Unlike defaulting on a rent or a mortgage — where tenants and homeowners can have months of legal proceedings before they’re evicted — vehicles can be repossessed in a matter of days, leaving car-dependent Americans stranded. (Frederic J. Brown / AFP via Getty Images)
Across the country, people are increasingly defaulting on their car loans — a particularly dire economic indicator because car loans are usually the last payment that Americans are willing to miss.
As the economy stagnates and both cars and car insurance have become more expensive, new research from the consumer-protection-focused nonprofit Consumer Federation of America (CFA) shows that executives from top auto insurance companies are netting massive compensation packages.
The average price for a new vehicle topped a record-breaking $50,000 in September. Meanwhile, auto loan delinquency rates are at all-time highs for those with subprime credit ratings — those with credit scores below 670 — doubling since 2021 to reach 6.43 percent. The default rate is now worse than during the last three recessions: the COVID-19 pandemic, the Great Recession, and the dot-com bust.

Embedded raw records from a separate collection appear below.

//! TKET JSON serial form.

use super::expr;
use super::qasm::BARRIER;
use super::{
    check_unit_count, format_half_turns, Circuit, CircuitError, Command, Register, UnitId,
    MAX_UNITS,
};
use serde::{Deserialize, Serialize};

/// `["reg", [index, ...]]`
#[derive(Debug, Clone, PartialEq, Eq, Serialize, Deserialize)]
struct SerialUnit(String, Vec<u32>);

impl From<&UnitId> for SerialUnit {
    fn from(unit: &UnitId) -> Self {
        SerialUnit(unit.register.clone(), vec![unit.index])
    }
}

impl TryFrom<&SerialUnit> for UnitId {
    type Error = CircuitError;

    fn try_from(unit: &SerialUnit) -> Result<Self, Self::Error> {
        match unit.1.as_slice() {
            [index] => Ok(UnitId::new(unit.0.clone(), *index)),
            other => Err(CircuitError::Invalid(format!(
                "unit '{}' has {} indices, expected one",
                unit.0,
                other.len()
            ))),
        }
    }
}

#[derive(Debug, Clone, Serialize, Deserialize)]
struct SerialOp {
    #[serde(rename = "type")]
    op_type: String,
    #[serde(default, skip_serializing_if = "Option::is_none")]
    params: Option<Vec<String>>,
    #[serde(default, skip_serializing_if = "Option::is_none")]
    signature: Option<Vec<String>>,
}

#[derive(Debug, Clone, Serialize, Deserialize)]
struct SerialCommand {
    op: SerialOp,
    args: Vec<SerialUnit>,
}

#[derive(Debug, Clone, Serialize, Deserialize)]
struct SerialCircuit {
    bits: Vec<SerialUnit>,
    commands: Vec<SerialCommand>,
    #[serde(default)]
    created_qubits: Vec<SerialUnit>,
    #[serde(default)]
    discarded_qubits: Vec<SerialUnit>,
    implicit_permutation: Vec<(SerialUnit, SerialUnit)>,
    phase: String,
    qubits: Vec<SerialUnit>,
}

/// Encode a circuit as a single-line TKET JSON document.
pub fn serialize_circuit_json(circuit: &Circuit) -> Result<String, CircuitError> {
    let qubits: Vec<SerialUnit> = circuit.qubits().iter().map(SerialUnit::from).collect();
    let bits: Vec<SerialUnit> = circuit.bits().iter().map(SerialUnit::from).collect();

    let commands = circuit
        .commands
        .iter()
        .map(|command| {
            let params = (!command.params.is_empty())
                .then(|| command.params.iter().map(|p| format_half_turns(*p)).collect());
            let signature = (command.op_type == BARRIER)
                .then(|| command.args.iter().map(|_| "Q".to_string()).collect());
            SerialCommand {
                op: SerialOp {
                    op_type: command.op_type.clone(),
                    params,
                    signature,
                },
                args: command.args.iter().map(SerialUnit::from).collect(),
            }
        })
        .collect();

    let serial = SerialCircuit {
        bits,
        commands,
        created_qubits: Vec::new(),
        discarded_qubits: Vec::new(),
        implicit_permutation: qubits.iter().map(|q| (q.clone(), q.clone())).collect(),
        phase: format_half_turns(circuit.phase),
        qubits,
    };

    Ok(serde_json::to_string(&serial)?)
}

/// Decode a TKET JSON document. Registers are rebuilt from the declared
/// qubits and bits, sized by the largest index seen.
pub fn parse_circuit_json(text: &str) -> Result<Circuit, CircuitError> {
    let serial: SerialCircuit = serde_json::from_str(text)?;

    let mut circuit = Circuit::new();
    circuit.phase = parse_half_turns(&serial.phase)?;
    circuit.qregs = registers(&serial.qubits)?;
    circuit.cregs = registers(&serial.bits)?;

    for command in &serial.commands {
        let params = command
            .op
            .params
            .as_deref()
            .unwrap_or_default()
            .iter()
            .map(|p| parse_half_turns(p))
            .collect::<Result<Vec<_>, _>>()?;
        let args = command
            .args
            .iter()
            .map(UnitId::try_from)
            .collect::<Result<Vec<_>, _>>()?;

        for arg in &args {
            let declared = circuit.qreg(&arg.register).or_else(|| circuit.creg(&arg.register));
            if !declared.is_some_and(|r| arg.index < r.size) {
                return Err(CircuitError::Invalid(format!(
                    "command {} uses undeclared unit {}",
                    command.op.op_type, arg
                )));
            }
        }

        circuit.commands.push(Command {
            op_type: command.op.op_type.clone(),
            params,
            args,
        });
    }

    Ok(circuit)
}

fn parse_half_turns(text: &str) -> Result<f64, CircuitError> {
    expr::evaluate(text)
        .map_err(|e| CircuitError::Invalid(format!("parameter '{}': {}", text, e)))
}

fn registers(units: &[SerialUnit]) -> Result<Vec<Register>, CircuitError> {
    let mut registers: Vec<Register> = Vec::new();
    for unit in units {
        let unit = UnitId::try_from(unit)?;
        let size = unit
            .index
            .checked_add(1)
            .filter(|size| *size <= MAX_UNITS)
            .ok_or_else(|| {
                CircuitError::Invalid(format!(
                    "unit {} exceeds the {} unit limit",
                    unit, MAX_UNITS
                ))
            })?;
        match registers.iter_mut().find(|r| r.name == unit.register) {
            Some(reg) => reg.size = reg.size.max(size),
            None => registers.push(Register {
                name: unit.register,
                size,
            }),
        }
    }
    check_unit_count(&registers)?;
    Ok(registers)
}

#[cfg(test)]
mod tests {
    use super::*;
    use crate::circuit::parse_qasm;
    use serde_json::Value;

    const BELL_JSON: &str = r#"{"bits": [["c", [0]], ["c", [1]]], "commands": [{"args": [["q", [0]]], "op": {"type": "H"}}, {"args": [["q", [0]], ["q", [1]]], "op": {"type": "CX"}}, {"args": [["q", [1]]], "op": {"params": ["0.5"], "type": "Rz"}}, {"args": [["q", [0]], ["c", [0]]], "op": {"type": "Measure"}}], "created_qubits": [], "discarded_qubits": [], "implicit_permutation": [[["q", [0]], ["q", [0]]], [["q", [1]], ["q", [1]]]], "phase": "0.0", "qubits": [["q", [0]], ["q", [1]]]}"#;

    #[test]
    fn test_parse_circuit_json() {
        let circuit = parse_circuit_json(BELL_JSON).unwrap();

        assert_eq!(circuit.qregs, vec![Register { name: "q".to_string(), size: 2 }]);
        assert_eq!(circuit.cregs, vec![Register { name: "c".to_string(), size: 2 }]);
        assert_eq!(circuit.commands.len(), 4);
        assert_eq!(circuit.commands[2].params, vec![0.5]);
        assert_eq!(circuit.phase, 0.0);
    }

    #[test]
    fn test_serialize_circuit_json() {
        let circuit = parse_qasm(
            "OPENQASM 2.0;\nqreg q[2];\ncreg c[1];\nrz(pi/4) q[0];\nbarrier q[0],q[1];\nmeasure q[1] -> c[0];",
        )
        .unwrap();
        let json: Value = serde_json::from_str(&serialize_circuit_json(&circuit).unwrap()).unwrap();

        assert_eq!(json["phase"], "0.0");
        assert_eq!(json["qubits"], serde_json::json!([["q", [0]], ["q", [1]]]));
        assert_eq!(json["bits"], serde_json::json!([["c", [0]]]));
        assert_eq!(json["commands"][0]["op"]["type"], "Rz");
        assert_eq!(json["commands"][0]["op"]["params"], serde_json::json!(["0.25"]));
        assert_eq!(json["commands"][1]["op"]["signature"], serde_json::json!(["Q", "Q"]));
        assert!(json["commands"][2]["op"].get("params").is_none());
        assert_eq!(json["implicit_permutation"][1], serde_json::json!([["q", [1]], ["q", [1]]]));
    }

    #[test]
    fn test_json_to_qasm_and_back() {
        let circuit = parse_circuit_json(BELL_JSON).unwrap();
        let qasm = crate::circuit::serialize_qasm(&circuit).unwrap();

        assert!(qasm.contains("rz(0.5*pi) q[1];"));
        assert_eq!(parse_qasm(&qasm).unwrap(), circuit);
    }

    #[test]
    fn test_invalid_json() {
        assert!(matches!(parse_circuit_json("{"), Err(CircuitError::Json(_))));

        let undeclared = r#"{"bits": [], "commands": [{"args": [["r", [0]]], "op": {"type": "H"}}], "implicit_permutation": [], "phase": "0.0", "qubits": [["q", [0]]]}"#;
        assert!(matches!(parse_circuit_json(undeclared), Err(CircuitError::Invalid(_))));

        let boundary = r#"{"bits": [], "commands": [], "implicit_permutation": [], "phase": "0.0", "qubits": [["q", [4294967295]]]}"#;
        assert!(matches!(parse_circuit_json(boundary), Err(CircuitError::Invalid(_))));

        let oversized = r#"{"bits": [], "commands": [], "implicit_permutation": [], "phase": "0.0", "qubits": [["q", [1048576]]]}"#;
        assert!(matches!(parse_circuit_json(oversized), Err(CircuitError::Invalid(_))));

        let multi_index = r#"{"bits": [], "commands": [], "implicit_permutation": [], "phase": "0.0", "qubits": [["q", [0, 1]]]}"#;
        assert!(matches!(parse_circuit_json(multi_index), Err(CircuitError::Invalid(_))));
    }
}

Unlike defaulting on a rent or a mortgage — where tenants and homeowners can have months of legal proceedings before they’re evicted — vehicles can be repossessed in a matter of days, leaving car-dependent Americans stranded.
As vehicles have gotten more expensive, so has car insurance. In 2025, the average cost of a full-coverage policy is $2,638, according to Bankrate data — that’s 12 percent higher than in 2024 and over 50 percent more than in 2020.
But auto insurers are also raking in record profits and payouts. After raising rates by an average of 26 percent, with some states seeing rate increases as high as 40 percent, the industry netted a record $169 billion in profit, up 90 percent from the year before.
The Consumer Federation of America found that the top auto insurance executives netted more than $134 million in compensation last year. Berkshire Hathaway, which owns car insurer Geico, raised its auto prices by 3.7 percent in 2024 and boosted its CEO’s pay from $10 million in 2023 to $15 million in 2024. Allstate, one of the country’s biggest insurers, raised its auto insurance prices by 12.2 percent, while increasing its total executive compensation for its chairman, CEO, and president from $16.5 million to $26.1 million year-over-year
“Insurance companies told regulators they had to charge consumers billions more in 2024 to stay afloat, but customers were just paying the price for insurer greed and executive excess,” said Michael DeLong, CFA’s research and advocacy associate, in a press release.